# A SHUFFLED-BASED ITERATIVE DEMODULATION AND DECODING SCHEME FOR LDPC CODED FLASH MEMORY

Li-Chung Lee<sup>\*</sup>, Wei-Min Lai<sup>\*</sup>, Mao-Ruei Li<sup>\*</sup>, and Yeong-Luh Ueng<sup>†</sup>

\*Dept. of Electrical Engineering, National Tsing Hua University, Hsinchu, Taiwan, R.O.C. <sup>†</sup>Dept. of Electrical Engineering and Inst. of Commun. Engineering, National Tsing Hua University, Hsinchu, Taiwan, R.O.C.

#### ABSTRACT

In previous studies, a very sparse low-density parity-check (LDPC) code was designed for triple-level cell (TLC) NAND flash using non-Gray mapping, which is able to achieve comparable error-rate performance to the conventional Gray mapping-based scheme. Although a sparse LDPC code can be of benefit to hardware implementations of an iterative demodulation and decoding (IDD) scheme, difficulties emerge, such as latency issue between the decoder and demodulator, when compared to non-IDD schemes. In this paper, a hardware-friendly structure interleaver is used such that a shuffle-based IDD scheme can be realized efficiently. Compared to the conventional Gray-based non-IDD scheme and layered-based IDD scheme, the proposed shuffled-based IDD scheme can provide a better hardware efficiency and better error-rate performance.

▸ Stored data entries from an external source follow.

/// Capability escalation through an ephemeral sibling container
///
/// The invoking container cannot see the target's volumes. The launcher
/// creates a disposable container from our own image with our own mounts,
/// the target's mounts under the backup root, and the same command line,
/// then relays its output until it exits. The child is removed whatever
/// happens once it has been created.

use chrono::Utc;
use futures::StreamExt;
use std::collections::HashMap;
use std::io::Write;
use tracing::{debug, info, warn};

use crate::core::docker::{ChildSpec, ContainerDetails, Engine};
use crate::core::error::{BasementError, Result};
use crate::core::mounts::{bindings, MountBinding};
use crate::utils::{
    console, is_truthy, Settings, CHILD_NAME_PREFIX, ENV_CONFIG, ENV_HOSTNAME, ENV_IS_CHILD,
    ENV_LOG, ENV_PARENT, ENV_RELOCATED_OK, ENV_UNENCRYPTED_OK, LABEL_CHILD,
};

/// Where this process runs: the original invocation or the child
#[derive(Debug, Clone, Default)]
pub struct Escalation {
    pub is_child: bool,
    /// Our own container, as `$HOSTNAME`
    pub self_ref: Option<String>,
    /// The invoking container, when running as the child
    pub parent: Option<String>,
}

impl Escalation {
    pub fn from_env() -> Self {
        Self::from_vars(|key| std::env::var(key).ok())
    }

    /// Read the escalation state through `var`
    pub fn from_vars(var: impl Fn(&str) -> Option<String>) -> Self {
        let present = |key: &str| var(key).filter(|v| !v.is_empty());
        Self {
            is_child: present(ENV_IS_CHILD).map(|v| is_truthy(&v)).unwrap_or(false),
            self_ref: present(ENV_HOSTNAME),
            parent: present(ENV_PARENT),
        }
    }

    pub fn is_escalated(&self) -> bool {
        self.is_child
    }

    /// Containers that must never be stopped: ourselves and our invoker
    pub fn excluded(&self) -> Vec<&str> {
        self.self_ref
            .iter()
            .chain(self.parent.iter())
            .map(String::as_str)
            .collect()
    }
}

pub struct Launcher<'a> {
    engine: &'a dyn Engine,
    settings: &'a Settings,
    self_ref: &'a str,
}

impl<'a> Launcher<'a> {
    pub fn new(engine: &'a dyn Engine, settings: &'a Settings, self_ref: &'a str) -> Self {
        Self {
            engine,
            settings,
            self_ref,
        }
    }

    /// Cache and timezone bindings the archival tool needs
    fn auxiliary_bindings(&self, own: &[MountBinding]) -> Vec<MountBinding> {
        let mut extra = Vec::new();

        let cache = &self.settings.cache_dir;
        if !own.iter().any(|b| b.covers(cache)) {
            let cache = cache.display().to_string();
            extra.push(MountBinding::new(cache.clone(), cache));
        }

        // Host paths: the invoker cannot check them, so they are bound as given
        for file in &self.settings.timezone_files {
            if !own.iter().any(|b| b.covers(file)) {
                let file = file.display().to_string();
                extra.push(MountBinding::new(file.clone(), file).read_only());
            }
        }

        extra
    }

    /// Describe the child for `target` running `command`
    pub async fn child_spec(
        &self,
        target: &ContainerDetails,
        command: Vec<String>,
    ) -> Result<ChildSpec> {
        let own = self.engine.inspect(self.self_ref).await?;

        let mut all = bindings(&own, "");
        all.extend(self.auxiliary_bindings(&all));
        all.extend(bindings(target, &self.settings.backup_root.display().to_string()));

        let mut env = vec![
            (ENV_IS_CHILD.to_string(), "true".to_string()),
            (ENV_PARENT.to_string(), self.self_ref.to_string()),
            (ENV_RELOCATED_OK.to_string(), "yes".to_string()),
            (ENV_UNENCRYPTED_OK.to_string(), "yes".to_string()),
        ];
        for key in [ENV_LOG, ENV_CONFIG] {
            if let Ok(value) = std::env::var(key) {
                env.push((key.to_string(), value));
            }
        }

        let mut labels = HashMap::new();
        labels.insert(LABEL_CHILD.to_string(), "true".to_string());

        Ok(ChildSpec {
            name: format!("{}-{}", CHILD_NAME_PREFIX, Utc::now().timestamp_millis()),
            image: own.image,
            command,
            env,
            bindings: all,
            labels,
        })
    }

    /// Run `command` in a child for `target`, relaying output to stdout
    pub async fn run(&self, target: &ContainerDetails, command: Vec<String>) -> Result<()> {
        let mut stdout = std::io::stdout();
        self.run_with_output(target, command, &mut stdout).await
    }

    pub async fn run_with_output<W: Write>(
        &self,
        target: &ContainerDetails,
        command: Vec<String>,
        out: &mut W,
    ) -> Result<()> {
        let spec = self.child_spec(target, command).await?;

        let target_bindings = bindings(target, &self.settings.backup_root.display().to_string());
        console::volumes(&target.name, &target_bindings, &self.settings.backup_root);

        let binds: Vec<String> = spec.bindings.iter().map(MountBinding::to_bind).collect();
        debug!(name = %spec.name, ?binds, "creating child");
        let id = self.engine.create(&spec).await?;

        let outcome = self.supervise(&id, &spec.name, out).await;

        // Release on every path, success or not
        match self.engine.remove(&id).await {
            Ok(()) => debug!(name = %spec.name, "child removed"),
            Err(e) => warn!(name = %spec.name, "failed to remove child: {}", e),
        }

        outcome
    }

    async fn supervise<W: Write>(&self, id: &str, name: &str, out: &mut W) -> Result<()> {
        self.engine.start(id).await?;
        info!(child = %name, "child started");

        let mut logs = self.engine.logs(id);
        while let Some(chunk) = logs.next().await {
            out.write_all(&chunk?)?;
            out.flush()?;
        }
        drop(logs);

        let code = self.engine.wait(id).await?;
        if code != 0 {
            return Err(BasementError::ChildFailed {
                name: name.to_string(),
                code,
            });
        }
        Ok(())
    }
}

#[cfg(test)]
mod tests {
    use super::*;
    use crate::core::testing::{container, FakeEngine, Journal};
    use std::path::PathBuf;

    fn settings() -> Settings {
        Settings {
            timezone_files: vec![],
            ..Default::default()
        }
    }

    fn engine(journal: &Journal) -> FakeEngine {
        let mut me = container(
            "me",
            &[("/var/run/docker.sock", "/var/run/docker.sock"), ("/srv/repos", "/repositories")],
        );
        me.image = "basement:1".to_string();
        FakeEngine::new()
            .with_journal(journal.clone())
            .with_container(me)
            .with_container(container(
                "web",
                &[("/vol/web", "/data"), ("/etc/site.conf", "/etc/nginx.conf")],
            ))
    }

    #[tokio::test]
    async fn test_child_spec_unions_bindings() {
        let journal = Journal::default();
        let engine = engine(&journal);
        let settings = settings();
        let launcher = Launcher::new(&engine, &settings, "me");
        let target = engine.inspect("web").await.unwrap();

        let spec = launcher
            .child_spec(&target, vec!["backup".to_string(), "web".to_string()])
            .await
            .unwrap();

        let binds: Vec<String> = spec.bindings.iter().map(MountBinding::to_bind).collect();
        assert_eq!(
            binds,
            vec![
                "/var/run/docker.sock:/var/run/docker.sock",
                "/srv/repos:/repositories",
                "/root/.cache/borg:/root/.cache/borg",
                "/vol/web:/backup/data",
                "/etc/site.conf:/backup/etc/nginx.conf",
            ]
        );
        assert_eq!(spec.image, "basement:1");
        assert_eq!(spec.command, vec!["backup", "web"]);
        assert!(spec.name.starts_with("basement-child-"));
        assert_eq!(spec.labels.get("basement.child").map(String::as_str), Some("true"));
        assert!(spec.env.contains(&("BASEMENT_IS_CHILD".to_string(), "true".to_string())));
        assert!(spec.env.contains(&("BASEMENT_PARENT".to_string(), "me".to_string())));
    }

    fn vars(pairs: &'static [(&'static str, &'static str)]) -> impl Fn(&str) -> Option<String> {
        move |key| pairs.iter().find(|(k, _)| *k == key).map(|(_, v)| v.to_string())
    }

    #[test]
    fn test_escalation_from_vars() {
        let child = Escalation::from_vars(vars(&[
            ("BASEMENT_IS_CHILD", "true"),
            ("HOSTNAME", "kid0123"),
            ("BASEMENT_PARENT", "me0123"),
        ]));
        assert!(child.is_escalated());
        assert_eq!(child.excluded(), vec!["kid0123", "me0123"]);

        for off in ["false", "0", "no", ""] {
            let invoker = Escalation::from_vars(move |key: &str| {
                (key == "BASEMENT_IS_CHILD").then(|| off.to_string())
            });
            assert!(!invoker.is_escalated(), "{:?} must not escalate", off);
        }

        let invoker = Escalation::from_vars(vars(&[("HOSTNAME", "me0123")]));
        assert!(!invoker.is_escalated());
        assert_eq!(invoker.excluded(), vec!["me0123"]);
    }

    #[tokio::test]
    async fn test_cache_not_duplicated_when_mounted() {
        let journal = Journal::default();
        let me = container("me", &[("/host/cache", "/root/.cache")]);
        let engine = FakeEngine::new().with_journal(journal).with_container(me);
        let settings = settings();
        let launcher = Launcher::new(&engine, &settings, "me");

        let spec = launcher.child_spec(&container("t", &[]), vec![]).await.unwrap();

        assert_eq!(spec.bindings, vec![MountBinding::new("/host/cache", "/root/.cache")]);
    }

    #[tokio::test]
    async fn test_timezone_files_are_read_only() {
        let engine = FakeEngine::new().with_container(container("me", &[]));
        let settings = Settings::default();
        let launcher = Launcher::new(&engine, &settings, "me");

        let spec = launcher.child_spec(&container("t", &[]), vec![]).await.unwrap();

        let tz: Vec<_> = spec.bindings.iter().filter(|b| b.read_only).collect();
        assert_eq!(tz, vec![&MountBinding::new("/etc/localtime", "/etc/localtime").read_only()]);
    }

    #[tokio::test]
    async fn test_timezone_file_already_mounted_is_skipped() {
        let me = container("me", &[("/etc/localtime", "/etc/localtime")]);
        let engine = FakeEngine::new().with_container(me);
        let settings = Settings {
            timezone_files: vec![PathBuf::from("/etc/localtime")],
            ..Default::default()
        };
        let launcher = Launcher::new(&engine, &settings, "me");

        let spec = launcher.child_spec(&container("t", &[]), vec![]).await.unwrap();

        assert!(spec.bindings.iter().all(|b| !b.read_only));
        assert_eq!(spec.bindings.iter().filter(|b| b.source == "/etc/localtime").count(), 1);
    }

    #[tokio::test]
    async fn test_run_streams_and_removes() {
        let journal = Journal::default();
        let engine = engine(&journal).with_logs(&["line one\n", "line two\n"]);
        let settings = settings();
        let launcher = Launcher::new(&engine, &settings, "me");
        let target = engine.inspect("web").await.unwrap();

        let mut out = Vec::new();
        launcher
            .run_with_output(&target, vec!["backup".to_string(), "web".to_string()], &mut out)
            .await
            .unwrap();

        assert_eq!(String::from_utf8(out).unwrap(), "line one\nline two\n");

        let created = engine.created();
        assert_eq!(created.len(), 1);
        let name = &created[0].name;
        assert!(
            journal.position(&format!("start:{}", name))
                < journal.position(&format!("remove:{}", name))
        );
        assert_eq!(journal.count(&format!("remove:{}", name)), 1);
    }

    #[tokio::test]
    async fn test_failed_child_is_still_removed() {
        let journal = Journal::default();
        let engine = engine(&journal).with_exit_code(2);
        let settings = settings();
        let launcher = Launcher::new(&engine, &settings, "me");
        let target = engine.inspect("web").await.unwrap();

        let err = launcher
            .run_with_output(&target, vec![], &mut Vec::new())
            .await
            .unwrap_err();

        assert!(matches!(err, BasementError::ChildFailed { code: 2, .. }));
        let name = &engine.created()[0].name;
        assert_eq!(journal.count(&format!("remove:{}", name)), 1);
    }

    #[tokio::test]
    async fn test_start_failure_still_removes() {
        let journal = Journal::default();
        let engine = engine(&journal).failing("start:*");
        let settings = settings();
        let launcher = Launcher::new(&engine, &settings, "me");
        let target = engine.inspect("web").await.unwrap();

        assert!(launcher.run_with_output(&target, vec![], &mut Vec::new()).await.is_err());

        let name = &engine.created()[0].name;
        assert_eq!(journal.count(&format!("remove:{}", name)), 1);
    }
}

*Index Terms*—LDPC codes, coded modulation, iterative demodulation and decoding (IDD), Flash memory.

#### I. INTRODUCTION

With the progress of manufacturing processes, NAND flash memory that was originally constructed using a single-level cell (SLC) is now constructed using a multi-level cell (MLC) or a triple-level cell (TLC). Although more bits can be stored in a single cell, the reliability of the stored data decreases as the density of the flash memory increases, resulting in the frequent occurrence of errors. Conventional error correcting coding (ECC) schemes, such as BCH code, can no longer provide a satisfactory error-correcting capability; thus, low-density parity-check (LDPC) code is now considered as a prominent candidate for such schemes [1], [2], [3].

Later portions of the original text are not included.